Exercise material:

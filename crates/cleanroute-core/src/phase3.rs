//! Per-cleaner permutation-based sequencing with a per-group drop cascade
//! (spec §4.6).

use crate::geo::travel_minutes;
use crate::phase2::GroupAssignment;
use crate::priority::compute_penalty;
use cleanroute_domain::{
    Cleaner, CleanerId, DecisionEvent, EventType, Phase3Params, RunId, ScheduleRow, Task, TaskId,
    UnassignedTask,
};
use chrono::{NaiveDate, NaiveDateTime, NaiveTime, Timelike};
use itertools::Itertools;
use std::collections::BTreeMap;

pub struct Phase3Output {
    pub rows: Vec<ScheduleRow>,
    pub unassigned: Vec<UnassignedTask>,
    pub events: Vec<DecisionEvent>,
}

struct RowDraft {
    task_id: TaskId,
    start_min: i64,
    end_min: i64,
    travel_min: i64,
    wait_min: i64,
    priority_penalty: i64,
    reasons: Vec<String>,
}

struct SimResult {
    rows: Vec<RowDraft>,
    end_min: i64,
    total_penalty: i64,
    total_wait: i64,
    total_travel: i64,
}

fn minutes_of(time: NaiveTime) -> i64 {
    time.num_seconds_from_midnight() as i64 / 60
}

/// Simulate one ordered permutation of tasks starting at `start_min` with an
/// optional preceding task (spec §4.6 "Simulation of a sequence").
fn simulate(
    order: &[TaskId],
    start_min: i64,
    previous: Option<&Task>,
    tasks: &BTreeMap<TaskId, &Task>,
    windows: &Phase3Params,
) -> Option<SimResult> {
    let mut current = start_min;
    let mut prev = previous;
    let mut rows = Vec::with_capacity(order.len());
    let mut total_penalty = 0;
    let mut total_wait = 0;
    let mut total_travel = 0;

    for &task_id in order {
        let task = tasks[&task_id];
        let travel = match prev {
            Some(p) => travel_minutes(p.coords(), task.coords()),
            None => 0,
        };
        total_travel += travel;
        let arrival = current + travel;
        let earliest_start = match task.checkout_time {
            Some(co) => arrival.max(minutes_of(co)),
            None => arrival,
        };
        let wait = earliest_start - arrival;
        total_wait += wait;
        let end = earliest_start + task.cleaning_minutes as i64;
        if let Some(checkin) = task.checkin_time {
            if end > minutes_of(checkin) {
                return None;
            }
        }

        let mut reasons = Vec::new();
        let penalty = match task.priority {
            Some(priority) => {
                let outcome = compute_penalty(priority, earliest_start, &windows.priority_windows);
                if let Some(reason) = outcome.reason {
                    reasons.push(reason.code().to_string());
                }
                outcome.penalty
            }
            None => 0,
        };
        total_penalty += penalty;

        rows.push(RowDraft {
            task_id,
            start_min: earliest_start,
            end_min: end,
            travel_min: travel,
            wait_min: wait,
            priority_penalty: penalty,
            reasons,
        });

        current = end;
        prev = Some(task);
    }

    Some(SimResult { rows, end_min: current, total_penalty, total_wait, total_travel })
}

/// Try every permutation of `task_ids`, keep the lexicographically best
/// feasible one (spec §4.6 "Group scheduling" steps 1-2).
fn best_permutation(
    task_ids: &[TaskId],
    start_min: i64,
    previous: Option<&Task>,
    tasks: &BTreeMap<TaskId, &Task>,
    windows: &Phase3Params,
) -> Option<SimResult> {
    task_ids
        .iter()
        .copied()
        .permutations(task_ids.len())
        .filter_map(|order| simulate(&order, start_min, previous, tasks, windows))
        .min_by(|a, b| {
            a.end_min
                .cmp(&b.end_min)
                .then(a.total_penalty.cmp(&b.total_penalty))
                .then(a.total_wait.cmp(&b.total_wait))
                .then(a.total_travel.cmp(&b.total_travel))
        })
}

/// Resolve a group into a feasible schedule, dropping the minimum number of
/// tasks necessary (spec §4.6 step 4, "drop cascade").
fn schedule_with_drop_cascade(
    task_ids: &[TaskId],
    start_min: i64,
    previous: Option<&Task>,
    tasks: &BTreeMap<TaskId, &Task>,
    windows: &Phase3Params,
) -> Option<(SimResult, Vec<TaskId>)> {
    if let Some(result) = best_permutation(task_ids, start_min, previous, tasks, windows) {
        return Some((result, Vec::new()));
    }
    for drop_size in 1..task_ids.len() {
        for dropped in task_ids.iter().copied().combinations(drop_size) {
            let remaining: Vec<TaskId> =
                task_ids.iter().copied().filter(|id| !dropped.contains(id)).collect();
            if let Some(result) = best_permutation(&remaining, start_min, previous, tasks, windows) {
                return Some((result, dropped));
            }
        }
    }
    None
}

/// Schedule every group assigned to one cleaner into a single ordered day.
fn schedule_cleaner_day(
    run_id: RunId,
    cleaner: &Cleaner,
    work_date: NaiveDate,
    groups: &[Vec<TaskId>],
    tasks: &BTreeMap<TaskId, &Task>,
    windows: &Phase3Params,
) -> (Vec<ScheduleRow>, Vec<UnassignedTask>, Vec<DecisionEvent>) {
    let mut rows = Vec::new();
    let mut unassigned = Vec::new();
    let mut events = Vec::new();
    let mut current_min = minutes_of(cleaner.day_start);
    let mut previous: Option<&Task> = None;
    let mut sequence: u32 = 1;

    for group in groups {
        match schedule_with_drop_cascade(group, current_min, previous, tasks, windows) {
            Some((result, dropped)) => {
                for row in &result.rows {
                    let task = tasks[&row.task_id];
                    rows.push(ScheduleRow {
                        task_id: row.task_id,
                        logistic_code: task.logistic_code,
                        cleaner_id: cleaner.id,
                        sequence,
                        start: NaiveDateTime::new(work_date, minutes_to_time(row.start_min)),
                        end: NaiveDateTime::new(work_date, minutes_to_time(row.end_min)),
                        travel_from_prev_min: row.travel_min,
                        wait_min: row.wait_min,
                        priority: task.priority,
                        priority_penalty: row.priority_penalty,
                        reasons: row.reasons.clone(),
                    });
                    sequence += 1;
                }
                for dropped_id in &dropped {
                    events.push(DecisionEvent::new(
                        run_id,
                        EventType::Phase3TaskDroppedTime,
                        serde_json::json!({
                            "task_id": dropped_id,
                            "cleaner_id": cleaner.id,
                            "group": group,
                        }),
                    ));
                    unassigned.push(UnassignedTask {
                        task_id: *dropped_id,
                        logistic_code: tasks[dropped_id].logistic_code,
                        reason_code: "TIME_WINDOW_IMPOSSIBLE".to_string(),
                        details: serde_json::json!({ "cleaner_id": cleaner.id, "group": group }),
                    });
                }
                events.push(DecisionEvent::new(
                    run_id,
                    EventType::Phase3GroupScheduled,
                    serde_json::json!({
                        "cleaner_id": cleaner.id,
                        "group": group,
                        "end_min": result.end_min,
                        "total_penalty": result.total_penalty,
                        "total_wait": result.total_wait,
                        "total_travel": result.total_travel,
                        "dropped": dropped,
                    }),
                ));
                current_min = result.end_min;
                if let Some(last_row) = result.rows.last() {
                    previous = Some(tasks[&last_row.task_id]);
                }
            }
            None => {
                // A single-task group has exactly one "permutation"; its only
                // possible failure is the checkin-time check in `simulate`
                // (spec §8 scenario 3), so that is the reason reported rather
                // than the general multi-task exhaustion reason below.
                let reason = if group.len() == 1 { "TIME_WINDOW_IMPOSSIBLE" } else { "ALL_PERMUTATIONS_FAILED" };
                for task_id in group {
                    events.push(DecisionEvent::new(
                        run_id,
                        EventType::Phase3TaskUnassignedFinal,
                        serde_json::json!({
                            "task_id": task_id,
                            "cleaner_id": cleaner.id,
                            "reason": reason,
                        }),
                    ));
                    unassigned.push(UnassignedTask {
                        task_id: *task_id,
                        logistic_code: tasks[task_id].logistic_code,
                        reason_code: reason.to_string(),
                        details: serde_json::json!({
                            "cleaner_id": cleaner.id,
                            "group": group,
                            "permutations_checked": factorial(group.len()),
                        }),
                    });
                }
            }
        }
    }

    (rows, unassigned, events)
}

fn factorial(n: usize) -> u64 {
    (1..=n as u64).product::<u64>().max(1)
}

fn minutes_to_time(minutes: i64) -> NaiveTime {
    let clamped = minutes.rem_euclid(24 * 60);
    NaiveTime::from_hms_opt((clamped / 60) as u32, (clamped % 60) as u32, 0).unwrap()
}

/// Schedule every cleaner's assigned groups into an ordered day (spec §4.7).
pub fn schedule_all(
    run_id: RunId,
    work_date: NaiveDate,
    assignments: &[GroupAssignment],
    tasks: &[Task],
    cleaners: &[Cleaner],
    params: &Phase3Params,
) -> Phase3Output {
    let task_by_id: BTreeMap<TaskId, &Task> = tasks.iter().map(|t| (t.id, t)).collect();
    let cleaner_by_id: BTreeMap<CleanerId, &Cleaner> = cleaners.iter().map(|c| (c.id, c)).collect();

    if cleaners.is_empty() {
        return Phase3Output {
            rows: Vec::new(),
            unassigned: Vec::new(),
            events: vec![DecisionEvent::new(
                run_id,
                EventType::Phase3NoSelectedCleaners,
                serde_json::json!({}),
            )],
        };
    }

    if assignments.is_empty() {
        return Phase3Output {
            rows: Vec::new(),
            unassigned: Vec::new(),
            events: vec![DecisionEvent::new(
                run_id,
                EventType::Phase3NoPhase2Assignments,
                serde_json::json!({}),
            )],
        };
    }

    let mut groups_by_cleaner: BTreeMap<CleanerId, Vec<Vec<TaskId>>> = BTreeMap::new();
    for assignment in assignments {
        groups_by_cleaner
            .entry(assignment.cleaner_id)
            .or_default()
            .push(assignment.task_ids.clone());
    }

    let mut rows = Vec::new();
    let mut unassigned = Vec::new();
    let mut events = Vec::new();

    for (cleaner_id, groups) in &groups_by_cleaner {
        let Some(cleaner) = cleaner_by_id.get(cleaner_id) else { continue };
        let (c_rows, c_unassigned, c_events) =
            schedule_cleaner_day(run_id, cleaner, work_date, groups, &task_by_id, params);
        rows.extend(c_rows);
        unassigned.extend(c_unassigned);
        events.extend(c_events);
    }

    Phase3Output { rows, unassigned, events }
}

#[cfg(test)]
mod tests {
    use super::*;
    use cleanroute_domain::{ApartmentType, LogisticCode, Role, ContractClass, Priority};

    fn task(id: i64, checkout: Option<(u32, u32)>, checkin: Option<(u32, u32)>, minutes: u32) -> Task {
        Task {
            id: TaskId(id),
            logistic_code: LogisticCode(id),
            lat: 45.0 + id as f64 * 0.001,
            lon: 9.0,
            client_id: id,
            premium: false,
            straordinaria: false,
            apartment_type: ApartmentType::A,
            priority: None::<Priority>,
            cleaning_minutes: minutes,
            checkout_time: checkout.map(|(h, m)| NaiveTime::from_hms_opt(h, m, 0).unwrap()),
            checkin_time: checkin.map(|(h, m)| NaiveTime::from_hms_opt(h, m, 0).unwrap()),
        }
    }

    fn cleaner() -> Cleaner {
        Cleaner {
            id: CleanerId(1),
            name: "c1".into(),
            role: Role::Standard,
            contract_class: ContractClass::C,
            can_do_straordinaria: false,
            preferred_customers: vec![],
            accumulated_hours: 0.0,
            day_start: NaiveTime::from_hms_opt(9, 0, 0).unwrap(),
        }
    }

    #[test]
    fn checkin_violation_drops_sole_task() {
        let tasks = vec![task(1, None, Some((10, 0)), 90)];
        let task_map: BTreeMap<TaskId, &Task> = tasks.iter().map(|t| (t.id, t)).collect();
        let result = schedule_with_drop_cascade(
            &[TaskId(1)],
            9 * 60,
            None,
            &task_map,
            &Phase3Params::default(),
        );
        assert!(result.is_none());
    }

    #[test]
    fn sole_checkin_violation_is_reported_as_time_window_impossible() {
        let c = cleaner();
        let tasks = vec![task(1, None, Some((10, 0)), 90)];
        let assignments =
            vec![GroupAssignment { cleaner_id: c.id, task_ids: vec![TaskId(1)] }];
        let output = schedule_all(
            RunId::new(),
            NaiveDate::from_ymd_opt(2026, 8, 1).unwrap(),
            &assignments,
            &tasks,
            &[c],
            &Phase3Params::default(),
        );
        assert!(output.rows.is_empty());
        assert_eq!(output.unassigned.len(), 1);
        assert_eq!(output.unassigned[0].reason_code, "TIME_WINDOW_IMPOSSIBLE");
    }

    #[test]
    fn two_feasible_tasks_schedule_in_sequence() {
        let c = cleaner();
        let tasks = vec![task(1, None, None, 60), task(2, None, None, 60)];
        let assignments = vec![GroupAssignment {
            cleaner_id: c.id,
            task_ids: vec![TaskId(1), TaskId(2)],
        }];
        let output = schedule_all(
            RunId::new(),
            NaiveDate::from_ymd_opt(2026, 8, 1).unwrap(),
            &assignments,
            &tasks,
            &[c],
            &Phase3Params::default(),
        );
        assert_eq!(output.rows.len(), 2);
        assert!(output.unassigned.is_empty());
        assert_eq!(output.rows[0].sequence, 1);
        assert_eq!(output.rows[1].sequence, 2);
        assert!(output.rows[1].start >= output.rows[0].end);
    }
}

Required work:
Please find every line in the records that contains the word "remaining", and copy it out.

Answer to this exercise:
            let remaining: Vec<TaskId> =
            if let Some(result) = best_permutation(&remaining, start_min, previous, tasks, windows) {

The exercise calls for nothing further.